▸ **Problem statement**: Print every entry exactly as written.

▸ **Excerpted data**:
// SPDX-License-Identifier: BUSL-1.1
// Copyright (c) 2026 Alfred Jean LLC

//! Worker-routed passdb: every lookup is dispatched through an
//! `authd_workers::WorkerPool` (spec.md §4.5), exercising the
//! blocking-backend path end to end without a real SQL/LDAP client.

use authd_core::Clock;
use authd_workers::{WorkerOp, WorkerPool, WorkerResult};

use crate::error::PassdbError;

use super::{Passdb, PassdbResult, StoredCredential};

pub struct WorkerPassdb<C: Clock> {
    pool: WorkerPool<C>,
}

impl<C: Clock> WorkerPassdb<C> {
    pub fn new(pool: WorkerPool<C>) -> WorkerPassdb<C> {
        WorkerPassdb { pool }
    }
}

#[async_trait::async_trait]
impl<C: Clock + Send + Sync> Passdb for WorkerPassdb<C> {
    fn kind(&self) -> &'static str {
        "worker"
    }

    fn is_blocking(&self) -> bool {
        true
    }

    async fn verify_plain(&self, user: &str, password: &str) -> Result<PassdbResult, PassdbError> {
        let reply = self
            .pool
            .dispatch(WorkerOp::PassV, vec![user.to_string(), password.to_string()])
            .await?;
        Ok(match reply.result {
            WorkerResult::Ok => PassdbResult::Ok { extra: reply.fields },
            WorkerResult::Fail => PassdbResult::Mismatch,
            WorkerResult::NotFound => PassdbResult::UserUnknown,
            WorkerResult::Tempfail => return Err(PassdbError::Tempfail("worker tempfail".to_string())),
        })
    }

    async fn lookup_credentials(&self, user: &str) -> Result<Option<StoredCredential>, PassdbError> {
        let reply = self.pool.dispatch(WorkerOp::PassL, vec![user.to_string()]).await?;
        match reply.result {
            WorkerResult::Ok => {
                let fields: std::collections::HashMap<_, _> = reply.fields.into_iter().collect();
                let scheme = fields.get("scheme").cloned().unwrap_or_else(|| "PLAIN".to_string());
                let encoded = fields.get("encoded").cloned().unwrap_or_default();
                Ok(Some(StoredCredential { scheme, encoded }))
            }
            WorkerResult::NotFound => Ok(None),
            WorkerResult::Fail => Ok(None),
            WorkerResult::Tempfail => Err(PassdbError::Tempfail("worker tempfail".to_string())),
        }
    }
}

▸ **Your solution**:
// SPDX-License-Identifier: BUSL-1.1
// Copyright (c) 2026 Alfred Jean LLC

//! Worker-routed passdb: every lookup is dispatched through an
//! `authd_workers::WorkerPool` (spec.md §4.5), exercising the
//! blocking-backend path end to end without a real SQL/LDAP client.

use authd_core::Clock;
use authd_workers::{WorkerOp, WorkerPool, WorkerResult};

use crate::error::PassdbError;

use super::{Passdb, PassdbResult, StoredCredential};

pub struct WorkerPassdb<C: Clock> {
    pool: WorkerPool<C>,
}

impl<C: Clock> WorkerPassdb<C> {
    pub fn new(pool: WorkerPool<C>) -> WorkerPassdb<C> {
        WorkerPassdb { pool }
    }
}

#[async_trait::async_trait]
impl<C: Clock + Send + Sync> Passdb for WorkerPassdb<C> {
    fn kind(&self) -> &'static str {
        "worker"
    }

    fn is_blocking(&self) -> bool {
        true
    }

    async fn verify_plain(&self, user: &str, password: &str) -> Result<PassdbResult, PassdbError> {
        let reply = self
            .pool
            .dispatch(WorkerOp::PassV, vec![user.to_string(), password.to_string()])
            .await?;
        Ok(match reply.result {
            WorkerResult::Ok => PassdbResult::Ok { extra: reply.fields },
            WorkerResult::Fail => PassdbResult::Mismatch,
            WorkerResult::NotFound => PassdbResult::UserUnknown,
            WorkerResult::Tempfail => return Err(PassdbError::Tempfail("worker tempfail".to_string())),
        })
    }

    async fn lookup_credentials(&self, user: &str) -> Result<Option<StoredCredential>, PassdbError> {
        let reply = self.pool.dispatch(WorkerOp::PassL, vec![user.to_string()]).await?;
        match reply.result {
            WorkerResult::Ok => {
                let fields: std::collections::HashMap<_, _> = reply.fields.into_iter().collect();
                let scheme = fields.get("scheme").cloned().unwrap_or_else(|| "PLAIN".to_string());
                let encoded = fields.get("encoded").cloned().unwrap_or_default();
                Ok(Some(StoredCredential { scheme, encoded }))
            }
            WorkerResult::NotFound => Ok(None),
            WorkerResult::Fail => Ok(None),
            WorkerResult::Tempfail => Err(PassdbError::Tempfail("worker tempfail".to_string())),
        }
    }
}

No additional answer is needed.